I have opted for the ces-hbs combination because the languages are grammatically close, which makes them quite appropriate for the construction of a rule-based MT pair - a practically very useful result can be obtained with relatively uncomplicated rules. What is important is that this particular language combination really can benefit someone - I can vouch for this first-hand, as I come from a town where 20% of the population belongs to the Czech minority. I am thus quite familiar with the language and the language barriers people face every day. The use for such a translation system is thus quite obvious, let alone the fact that putting such languages to the fore, rather than neglecting them, helps them not to be consumed by other, more prominent languages.

Education, skills and qualification:[edit]

As for my education and experience, I am an undergraduate student at the Faculty of Humanities and Social Sciences, University of Zagreb and, as already mentioned, I am majoring in English language and literature and Information science. The former has bestowed upon me, alongside practical language proficiency, an exceptional theoretical linguistic knowledge, while the latter has introduced me to the world of natural language processing. During my ICT courses I have been taught about machine translation, language engineering and formal languages, and have come in contact with Pascal, Delphi, SQL, ActionScript, JavaScript, HTML, CSS, XML and, most notably, Python, with which I have become very familiar.

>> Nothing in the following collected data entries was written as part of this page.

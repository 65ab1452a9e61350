//! ICBM detonation: population loss, building destruction, and score
//! attribution (§4.6).
//!
//! Grounded on `deterrence-sim::systems::damage` (teacher's own detonation
//! step: radius-falloff population loss, score hooks) generalized to this
//! sim's `City`/`Territory`/`Player` split instead of a single health pool.

use standoff_core::constants::{BLAST_RADIUS_KM, DAMAGE_COEFFICIENT, SCORE_PER_BUILDING_DESTROYED, SCORE_PER_KILL};
use standoff_core::entities::Missile;
use standoff_core::events::SimEvent;
use standoff_core::state::GameSession;
use standoff_geo::great_circle;

/// Resolve an ICBM detonating at its current position: damage every city
/// within `BLAST_RADIUS_KM`, destroy co-located buildings, and attribute
/// population loss / score to the relevant players.
pub fn detonate_icbm(session: &mut GameSession, icbm_id: &str, events: &mut Vec<SimEvent>) {
    let Some(Missile::Icbm { common, .. }) = session.missiles.get(icbm_id).cloned() else {
        return;
    };
    let ground_zero = common.current_geo;
    let attacker_id = common.owner_id;

    damage_cities(session, ground_zero, &attacker_id, events);
    damage_buildings(session, ground_zero, &attacker_id, events);
}

fn damage_cities(session: &mut GameSession, ground_zero: standoff_core::types::GeoPos, attacker_id: &str, events: &mut Vec<SimEvent>) {
    let city_ids: Vec<String> = session.cities.keys().cloned().collect();
    for city_id in city_ids {
        let Some(city) = session.cities.get(&city_id) else {
            continue;
        };
        if city.destroyed {
            continue;
        }
        let distance_km = great_circle::distance_km(ground_zero, city.geo_position);
        if distance_km >= BLAST_RADIUS_KM {
            continue;
        }

        let falloff = 1.0 - distance_km / BLAST_RADIUS_KM;
        let loss = (city.population as f64 * falloff * DAMAGE_COEFFICIENT) as u64;
        if loss == 0 {
            continue;
        }

        let (actual, territory_id) = {
            let city = session.cities.get_mut(&city_id).expect("checked above");
            (city.apply_losses(loss), city.territory_id.clone())
        };
        if actual == 0 {
            continue;
        }

        events.push(SimEvent::CityHit {
            city_id: city_id.clone(),
            population_lost: actual,
            attacker_id: attacker_id.to_string(),
        });

        let defender_id = session.territories.get(&territory_id).and_then(|t| t.owner_id.clone());
        if let Some(defender_id) = defender_id {
            if let Some(defender) = session.players.get_mut(&defender_id) {
                defender.population_lost += actual;
                defender.population_remaining = defender.population_remaining.saturating_sub(actual);
            }
        }
        if let Some(attacker) = session.players.get_mut(attacker_id) {
            attacker.score += actual as i64 * SCORE_PER_KILL;
            attacker.enemy_kills = attacker.enemy_kills.saturating_add(actual.min(u32::MAX as u64) as u32);
        }
    }
}

fn damage_buildings(session: &mut GameSession, ground_zero: standoff_core::types::GeoPos, attacker_id: &str, events: &mut Vec<SimEvent>) {
    let building_ids: Vec<String> = session.buildings.keys().cloned().collect();
    for building_id in building_ids {
        let Some(building) = session.buildings.get(&building_id) else {
            continue;
        };
        if building.destroyed() {
            continue;
        }
        let distance_km = great_circle::distance_km(ground_zero, building.common().position);
        if distance_km >= BLAST_RADIUS_KM {
            continue;
        }

        let owner_id = building.owner_id().to_string();
        if let Some(building) = session.buildings.get_mut(&building_id) {
            building.common_mut().destroyed = true;
        }
        events.push(SimEvent::BuildingDestroyed {
            building_id: building_id.clone(),
            owner_id,
        });
        if let Some(attacker) = session.players.get_mut(attacker_id) {
            attacker.score += SCORE_PER_BUILDING_DESTROYED;
        }
    }
}

#[cfg(test)]
mod tests {
    use super::*;
    use standoff_core::config::SessionConfig;
    use standoff_core::entities::{BuildingCommon, City, MissileCommon, Player, Territory};
    use standoff_core::enums::MissileKind;
    use standoff_core::types::GeoPos;

    fn base_session() -> GameSession {
        GameSession {
            id: "s".into(),
            clock: Default::default(),
            phase: standoff_core::enums::SessionPhase::Launch,
            defcon_level: 1,
            defcon_ms_remaining: 0,
            game_speed: 1,
            players: Default::default(),
            territories: Default::default(),
            cities: Default::default(),
            buildings: Default::default(),
            missiles: Default::default(),
            satellites: Default::default(),
            hacking_nodes: Default::default(),
            hacking_connections: Default::default(),
            hacking_traces: Default::default(),
            config: SessionConfig::default(),
        }
    }

    #[test]
    fn detonation_damages_nearby_city_and_scores_attacker() {
        let mut session = base_session();
        session.players.insert("attacker".into(), Player::new("attacker", "A", false));
        session.players.insert("defender".into(), Player::new("defender", "D", false));
        session.players.get_mut("defender").unwrap().population_remaining = 1_000_000;

        session.territories.insert(
            "t1".into(),
            Territory {
                id: "t1".into(),
                name: "T1".into(),
                boundary_polygon: vec![],
                city_ids: vec!["c1".into()],
                starting_positions: vec![],
                owner_id: Some("defender".into()),
            },
        );
        session.cities.insert(
            "c1".into(),
            City {
                id: "c1".into(),
                territory_id: "t1".into(),
                geo_position: GeoPos::new(0.0, 0.0),
                population: 1_000_000,
                max_population: 1_000_000,
                destroyed: false,
            },
        );
        session.missiles.insert(
            "icbm-1".into(),
            Missile::Icbm {
                common: MissileCommon {
                    id: "icbm-1".into(),
                    owner_id: "attacker".into(),
                    kind: MissileKind::Icbm,
                    launch_geo: GeoPos::new(0.0, 0.0),
                    target_geo: GeoPos::new(0.0, 0.0),
                    current_geo: GeoPos::new(0.0, 0.0),
                    launch_tick: 0,
                    flight_duration_ms: 10_000,
                    apex_altitude_m: 0.0,
                    progress: 1.0,
                    intercepted: false,
                    detonated: true,
                },
                source_silo_id: "silo-1".into(),
            },
        );

        let mut events = Vec::new();
        detonate_icbm(&mut session, "icbm-1", &mut events);

        let city = &session.cities["c1"];
        assert!(city.population < 1_000_000);
        assert!(session.players["attacker"].score > 0);
        assert!(session.players["defender"].population_lost > 0);
        assert!(events.iter().any(|e| matches!(e, SimEvent::CityHit { .. })));
    }

    #[test]
    fn detonation_destroys_colocated_building() {
        let mut session = base_session();
        session.players.insert("attacker".into(), Player::new("attacker", "A", false));
        session.buildings.insert(
            "b1".into(),
            standoff_core::entities::Building::Radar {
                common: BuildingCommon {
                    id: "b1".into(),
                    owner_id: "defender".into(),
                    position: GeoPos::new(0.0, 0.0),
                    destroyed: false,
                },
                range_km: 100.0,
                active: true,
            },
        );
        session.missiles.insert(
            "icbm-1".into(),
            Missile::Icbm {
                common: MissileCommon {
                    id: "icbm-1".into(),
                    owner_id: "attacker".into(),
                    kind: MissileKind::Icbm,
                    launch_geo: GeoPos::new(0.0, 0.0),
                    target_geo: GeoPos::new(0.0, 0.0),
                    current_geo: GeoPos::new(0.0, 0.0),
                    launch_tick: 0,
                    flight_duration_ms: 10_000,
                    apex_altitude_m: 0.0,
                    progress: 1.0,
                    intercepted: false,
                    detonated: true,
                },
                source_silo_id: "silo-1".into(),
            },
        );

        let mut events = Vec::new();
        detonate_icbm(&mut session, "icbm-1", &mut events);

        assert!(session.buildings["b1"].destroyed());
        assert!(events.iter().any(|e| matches!(e, SimEvent::BuildingDestroyed { .. })));
    }
}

My experience with open-source development has begun with Apertium some two months ago, when I started committing changes and fixes to the hbs-slv language pair. I have also begun the coding challenge for ces-hbs and have created a bidix based on the story provided for the coding challenge. I had my Bohemian friends proofread and translate the original text and have filled the bidix with lemmas derived from the texts. The work in progress can be found here here.

Work plan:[edit]

I would roughly outline my plan and possible sources for further developing the language pair during the summer as follows:

      • Week 1-2: Even up the closed word categories and include them in the bidix
      • Week 3: Even up the coverage of nouns (HBS: 4961/ CES: 6619), build the bidix
      • Week 4: Even up the coverage of proper nouns (HBS: 2369 / CES: 314), build the bidix
      • Week 5: Even up the coverage of adjectives (HBS: 6830 / CES: 2492) and adverbs (HBS: 463/ CES: 2705), build the bidix
      • Week 6: Even up the coverage of verbs (HBS: 2872 / CES: 636), build the bidix
      • Deliverable #1 Evened up morphological lexicons and bidix covering them
      • Week 7-8: train a statistical tagger with manually tagged corpora and write disambiguation rules along with that
      • Week 9-10: Write transfer rules
      • Deliverable #2 Disambiguation and transfer rules
      • Week 11-12: Final cleanup, testing on a corpus, final documentation
      • Deliverable #3: Final report of a complete HBS-CES bidirectional translation system

As resources I would use the available monolingual and bilingual lexicons (e.g. Eudict which has 10k-30k entries for this particular language pair), as well as monolingual and parallel corpora.

Plans for the summer:[edit]

My obligations during the summer are the exams I have to take somewhere mid-June and early July. Luckily, they are not many and should not hinder the initial stages of the project too much. Still, I will attempt to clear them as early as possible so that I might fully commit to the project. I also have to write a two final papers before July. Other than that, I will have no classes and no binding plans.